– А я вас не спрашиваю, товарищ лейтенант, – хмуро сказал майор. – Если хотите знать мое мнение, то лучше геройски погибнуть, чем трусливо драпать!
– Сдохнуть легко, выжить куда труднее, – разлепил губы Репнин. – Но победу одерживают не мертвые, а живые. Да, мы отступили, но сражаясь, сохраняя боевые порядки!
– Товарищ майор! – поднялся капитан Каландадзе. От волнения его грузинский акцент усилился. – Товарищ Лавриненко поступил совершенно правильно! Мы едва успели вырваться из ловушки! Еще каких-нибудь пятнадцать минут, и «Тигры» вышли бы нам в тыл! И легко раздолбали бы наши танки, целясь в корму, рассеяли бы пехоту! Ну, что вы, в самом-то деле, цепляетесь за чувство долга? Уж кто-кто, а товарищ Лавриненко свой долг танкиста выполнил и перевыполнил!
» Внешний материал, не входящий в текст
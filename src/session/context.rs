//! All episode-scoped data, owned by the session machine.

use std::time::Duration;

use super::Deadline;
use crate::curve::CurveParameterMapper;
use crate::features::{FeatureSample, FeatureSmoother};
use crate::params::InstallationConfig;
use crate::placement::{strategy_for, ShapeInstance, ShapePlacer};
use crate::stats::SessionStats;

/// Buffers, accumulators and timers for the current episode
pub struct SessionContext {
    /// Increments on every episode start; tags deadlines
    pub episode: u64,
    /// Clock time the current episode began recording
    pub started_at: Duration,
    /// Clock time the current phase began
    pub phase_started: Duration,
    pub samples: Vec<FeatureSample>,
    pub shapes: Vec<ShapeInstance>,
    pub stats: Option<SessionStats>,
    pub date_text: Option<String>,
    pub latest: Option<FeatureSample>,
    /// Raw input level of the latest recording tick
    pub latest_level: Option<f32>,
    pub deadline: Option<Deadline>,
    pub smoother: FeatureSmoother,
    pub mapper: CurveParameterMapper,
    pub placer: ShapePlacer,
}

impl SessionContext {
    pub fn new(config: &InstallationConfig) -> Self {
        Self {
            episode: 0,
            started_at: Duration::ZERO,
            phase_started: Duration::ZERO,
            samples: Vec::new(),
            shapes: Vec::new(),
            stats: None,
            date_text: None,
            latest: None,
            latest_level: None,
            deadline: None,
            smoother: FeatureSmoother::new(config.easing.feature_alpha),
            mapper: CurveParameterMapper::new(config.ranges.clone(), config.easing.curve_rate),
            placer: ShapePlacer::new(
                strategy_for(&config.placement),
                config.timing.placement_interval,
                &config.ranges,
            ),
        }
    }

    /// Drop everything the last episode produced, including pending deadlines.
    /// The episode counter is kept so stale deadlines stay distinguishable.
    pub fn clear(&mut self) {
        self.samples.clear();
        self.shapes.clear();
        self.stats = None;
        self.date_text = None;
        self.latest = None;
        self.latest_level = None;
        self.deadline = None;
        self.smoother.reset();
        self.mapper.reset();
        self.placer.disarm();
    }

    /// Schedule the end of the current phase
    pub fn schedule(&mut self, at: Duration) {
        self.deadline = Some(Deadline {
            episode: self.episode,
            at,
        });
    }

    /// Whether this episode's deadline has passed. A deadline left over
    /// from another episode is discarded.
    pub fn deadline_reached(&mut self, now: Duration) -> bool {
        match self.deadline {
            Some(d) if d.episode != self.episode => {
                log::warn!("dropping stale deadline from episode {}", d.episode);
                self.deadline = None;
                false
            }
            Some(d) => now >= d.at,
            None => false,
        }
    }
}
//! Rose (rhodonea) curve with a second-harmonic perturbation.

use glam::Vec2;
use std::f32::consts::TAU;

use super::CurveParams;

/// Generate the closed polyline for `params`, scaled uniformly by `size`.
///
/// Vertex `i` of `loops` sits at θ = i/loops · 2π with radius
/// `base_radius · (cos(kθ) + sharpness · sin((k+2)θ))`, k = petal count.
/// The sine term breaks the symmetry of the plain rose. The last vertex
/// joins back to the first; the closing point is not repeated.
pub fn rose_curve(params: &CurveParams, size: f32) -> Vec<Vec2> {
    let loops = params.vertex_count();
    let k = params.petal_count() as f32;
    (0..loops)
        .map(|i| {
            let theta = i as f32 / loops as f32 * TAU;
            let r = params.base_radius
                * ((k * theta).cos() + params.sharpness * ((k + 2.0) * theta).sin());
            Vec2::new(r * theta.cos(), r * theta.sin()) * size
        })
        .collect()
}

#[cfg(test)]
mod tests {
    use super::*;

    fn params() -> CurveParams {
        CurveParams {
            petals: 5.0,
            sharpness: 0.7,
            base_radius: 100.0,
            loops: 360.0,
        }
    }

    #[test]
    fn test_rose_curve_is_deterministic() {
        let a = rose_curve(&params(), 0.4);
        let b = rose_curve(&params(), 0.4);
        assert_eq!(a.len(), b.len());
        for (p, q) in a.iter().zip(&b) {
            assert_eq!(p.x.to_bits(), q.x.to_bits());
            assert_eq!(p.y.to_bits(), q.y.to_bits());
        }
    }

    #[test]
    fn test_vertex_count_follows_loops() {
        assert_eq!(rose_curve(&params(), 1.0).len(), 360);

        let mut p = params();
        p.loops = 200.4;
        assert_eq!(rose_curve(&p, 1.0).len(), 200);
    }

    #[test]
    fn test_first_vertex_on_positive_x_axis() {
        // θ = 0: r = base_radius · (cos 0 + s · sin 0) = base_radius
        let pts = rose_curve(&params(), 0.5);
        assert!((pts[0].x - 50.0).abs() < 1e-4);
        assert!(pts[0].y.abs() < 1e-4);
    }

    #[test]
    fn test_extent_bounded_by_radius_and_sharpness() {
        let p = params();
        let bound = p.base_radius * (1.0 + p.sharpness) * 2.0;
        for v in rose_curve(&p, 2.0) {
            assert!(v.length() <= bound + 1e-3);
        }
    }

    #[test]
    fn test_size_scales_uniformly() {
        let unit = rose_curve(&params(), 1.0);
        let half = rose_curve(&params(), 0.5);
        for (u, h) in unit.iter().zip(&half) {
            assert!((*u * 0.5 - *h).length() < 1e-4);
        }
    }
}
//! Drawing intents for the external canvas.
//!
//! The core never touches pixels: [`Painter`] turns a [`SessionView`] into
//! calls on a [`RenderSurface`]. Any window or image backend can implement
//! the surface.

mod raster;

pub use raster::ImageSurface;

use glam::Vec2;
use std::time::Duration;

use crate::curve::rose_curve;
use crate::features::{lerp, FeatureSample};
use crate::params::{InstallationConfig, SessionTiming};
use crate::session::{SessionState, SessionView};
use crate::stats::SessionStats;

/// Colour as linear RGB in 0..1
pub type Rgb = [f32; 3];

#[derive(Clone, Copy, Debug, PartialEq)]
pub struct StrokeStyle {
    pub color: Rgb,
    pub alpha: f32,
    /// Line width (pixels)
    pub width: f32,
}

impl StrokeStyle {
    /// Cool blue for quiet input warming to coral as it gets louder,
    /// lifted toward white by treble
    pub fn from_sample(sample: &FeatureSample, alpha: f32) -> Self {
        const COOL: Rgb = [0.35, 0.55, 1.0];
        const WARM: Rgb = [1.0, 0.45, 0.35];
        let lift = sample.high * 0.3;
        let color = std::array::from_fn(|i| {
            let base = lerp(COOL[i], WARM[i], sample.volume);
            lerp(base, 1.0, lift)
        });
        Self {
            color,
            alpha,
            width: 1.5,
        }
    }
}

#[derive(Clone, Copy, Debug, PartialEq)]
pub struct TextStyle {
    /// Glyph height (pixels)
    pub size: f32,
    pub color: Rgb,
}

impl Default for TextStyle {
    fn default() -> Self {
        Self {
            size: 24.0,
            color: [1.0, 1.0, 1.0],
        }
    }
}

/// Fire-and-forget drawing target
pub trait RenderSurface {
    /// Draw a closed polyline
    fn draw_polyline(&mut self, points: &[Vec2], stroke: &StrokeStyle);

    /// Draw text with its baseline-left corner at `position`
    fn draw_text(&mut self, text: &str, position: Vec2, style: &TextStyle);

    /// Draw the named asset with its top-left corner at `position`
    fn draw_image(&mut self, key: &str, position: Vec2, size: Vec2);
}

/// Asset key of the idle start prompt
pub const START_IMAGE: &str = "start";

/// Turns session snapshots into drawing intents
#[derive(Debug, Clone)]
pub struct Painter {
    bounds: Vec2,
    entrance: Duration,
    entrance_alpha: f32,
    slide_px: f32,
    margin: f32,
    /// Edge length of a sound-type icon at full entrance (pixels)
    icon_size: f32,
}

impl Painter {
    pub fn new(config: &InstallationConfig) -> Self {
        Self {
            bounds: Vec2::new(
                config.render.canvas_width as f32,
                config.render.canvas_height as f32,
            ),
            entrance: config.placement.entrance,
            entrance_alpha: config.placement.entrance_alpha,
            slide_px: slide_distance(&config.timing),
            margin: 20.0,
            icon_size: 48.0,
        }
    }

    pub fn paint(&self, view: &SessionView<'_>, surface: &mut dyn RenderSurface) {
        match view.state {
            SessionState::Idle => {
                let size = Vec2::new(120.0, 60.0);
                surface.draw_image(START_IMAGE, (self.bounds - size) * 0.5, size);
            }
            SessionState::Recording => {
                self.paint_shapes(view, surface, Vec2::ZERO, 1.0);
                self.paint_live(view, surface);
            }
            SessionState::Finished => {
                self.paint_shapes(view, surface, Vec2::ZERO, 1.0);
                self.paint_icons(view, surface);
                self.paint_captions(view, surface);
            }
            SessionState::ExitAnimating => {
                let p = view.exit_progress.unwrap_or(1.0);
                let fade = 1.0 - p;
                if fade > 0.0 {
                    let offset = Vec2::new(0.0, self.slide_px * p * p * p);
                    self.paint_shapes(view, surface, offset, fade);
                }
            }
        }
    }

    fn paint_shapes(
        &self,
        view: &SessionView<'_>,
        surface: &mut dyn RenderSurface,
        offset: Vec2,
        fade: f32,
    ) {
        for shape in view.shapes {
            let entrance = shape.entrance(view.now, self.entrance, self.entrance_alpha);
            let alpha = entrance.alpha * fade;
            if entrance.scale <= 0.0 || alpha <= 0.0 {
                continue;
            }
            let points: Vec<Vec2> = shape
                .outline(entrance.scale)
                .into_iter()
                .map(|p| p + offset)
                .collect();
            surface.draw_polyline(&points, &StrokeStyle::from_sample(&shape.sample, alpha));
        }
    }

    /// One icon per shape, centred on it, keyed by its sound type.
    /// Surfaces skip keys they have no asset for.
    fn paint_icons(&self, view: &SessionView<'_>, surface: &mut dyn RenderSurface) {
        for shape in view.shapes {
            let entrance = shape.entrance(view.now, self.entrance, self.entrance_alpha);
            if entrance.scale <= 0.0 {
                continue;
            }
            let size = Vec2::splat(self.icon_size * entrance.scale);
            surface.draw_image(shape.kind.asset_key(), shape.position - size * 0.5, size);
        }
    }

    /// Evolving curve at the canvas centre, plus the raw level readout
    fn paint_live(&self, view: &SessionView<'_>, surface: &mut dyn RenderSurface) {
        let (Some(params), Some(sample), Some(level)) = (view.live_params, view.latest, view.level)
        else {
            return;
        };
        let center = self.bounds * 0.5;
        let points: Vec<Vec2> = rose_curve(&params, 1.0)
            .into_iter()
            .map(|p| p + center)
            .collect();
        surface.draw_polyline(&points, &StrokeStyle::from_sample(&sample, 1.0));
        surface.draw_text(
            &format!("level: {:.3}", level),
            Vec2::new(self.margin, 40.0),
            &TextStyle::default(),
        );
    }

    /// Date stamp bottom-left, averages just above it
    fn paint_captions(&self, view: &SessionView<'_>, surface: &mut dyn RenderSurface) {
        let style = TextStyle::default();
        let baseline = self.bounds.y - self.margin;
        if let Some(stats) = view.stats {
            surface.draw_text(
                &stats_line(stats),
                Vec2::new(self.margin, baseline - style.size * 1.25),
                &TextStyle {
                    size: 16.0,
                    ..style
                },
            );
        }
        if let Some(date) = view.date_text {
            surface.draw_text(date, Vec2::new(self.margin, baseline), &style);
        }
    }
}

fn slide_distance(timing: &SessionTiming) -> f32 {
    timing.exit.as_ref().map(|e| e.slide_px).unwrap_or(0.0)
}

/// One-line summary of an episode's averages
pub fn stats_line(stats: &SessionStats) -> String {
    format!(
        "high {:.2}  low {:.2}  volume {:.2}  quiet {:.2}  distance {:.2}  near {:.2}",
        stats.high, stats.low, stats.volume, stats.quiet, stats.distance, stats.near
    )
}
Нельзя же так! Надо и головой думать!
– Молчать! – гаркнул Червин. – Тоже под трибунал хотите?
– Хотим! – поднялся бледный Лехман.
– Хочу! – заявил Полянский, вставая рядом с Каландадзе.
– И мы хотим! – вызывающе сказал Борзых, оглядываясь на Федотова и Бедного. Те согласно закивали.
Экипаж Полянского – заряжающий Шулик, наводчик Гурьев, мехвод Козырев – выстроился за спиной комбата.
– И мы! – бросил Гурьев.
– Ат-тлично! – На губах Червина зазмеилась нехорошая улыбочка. – Ваше желание исполнится! Товарищ подполковник, сдайте оружие.
«…Ночью лежишь, а вокруг тысячи трассирующих пуль. Смотришь на них – «Эта кому? Мне? Соседу?» Но это самообман, на самом деле «свою» не успеешь увидеть. И тут мои мечтания прерывает шипение рации: «Орлов, на высотке пехота. Их атакуют танки. Поможешь им!»
Мне нужно отправить взвод, а связи нет. Вернее, от командира полка ко мне – есть, а от меня к командирам взводов – нет. Взводным только потом начали рации ставить. Решил добежать. И только слез со своего танка – рой пуль! Наверное, несколько пулеметов открыли огонь. Сплошной вой.
Если под Сталинградом меня стрелок отлавливал, то тут оказалась шальная пуля. Попало в живот. Меня спасло то, что пуля уже на излете и хорошая ватная куртка. Пуля пробила одежду и застряла в мышцах живота. Упал, конечно. Боль, шок…
Ребята попытались вытянуть пулю и вроде бы добрались, но ничего не получилось… Кто-то сбегал, крикнул врача. Прибежала Софья Григорьевна. Прибежала, а сумка пустая – рядом с ней взорвался снаряд, и одним из осколков рассекло ее медицинскую сумку. Она в темноте пошарила-пошарила, плюнула и бегом к танку. Ребята кое-как меня уложили на броню, брезент подложили. Как я понял да и почувствовал – она до этой пули добралась и вытащила ее зубами. Я пулю хранил вплоть до переезда на новую квартиру. Потом кто-то по ошибке из ребят взял поиграть, и она затерялась…»
Глава 4
Штрафник
Харьковская область, ОШТБ.
10 августа 1943 года
Погоны с Геши сорвали, ремень тоже отобрали. Под конвоем энкавэдэшников Репнина и его товарищей доставили в тыл. Особисты изрядно перенервничали – герой все-таки, с самим вождем знается, – но, как назло, из Москвы прибыл Абакумов лично, начальник СМЕРШа, и задавил всех своим авторитетом. «У нас незаменимых и неприкасаемых нет!» – сказал он весьма внушительно, и военный трибунал вынес свой приговор.
Репнина разжаловали в лейтенанты и дали десять лет с заменой наказания штрафбатом сроком на три месяца. У Каландадзе, Лехмана и прочих сроки вышли поменьше – по семь лет, и в штрафниках им выпало ходить два месяца кряду.
Потом гвардейцев-штрафников и еще человек десять проштрафившихся танкистов перевезли в особый отдел армии, где видный чин проводил «собеседование». Один на один.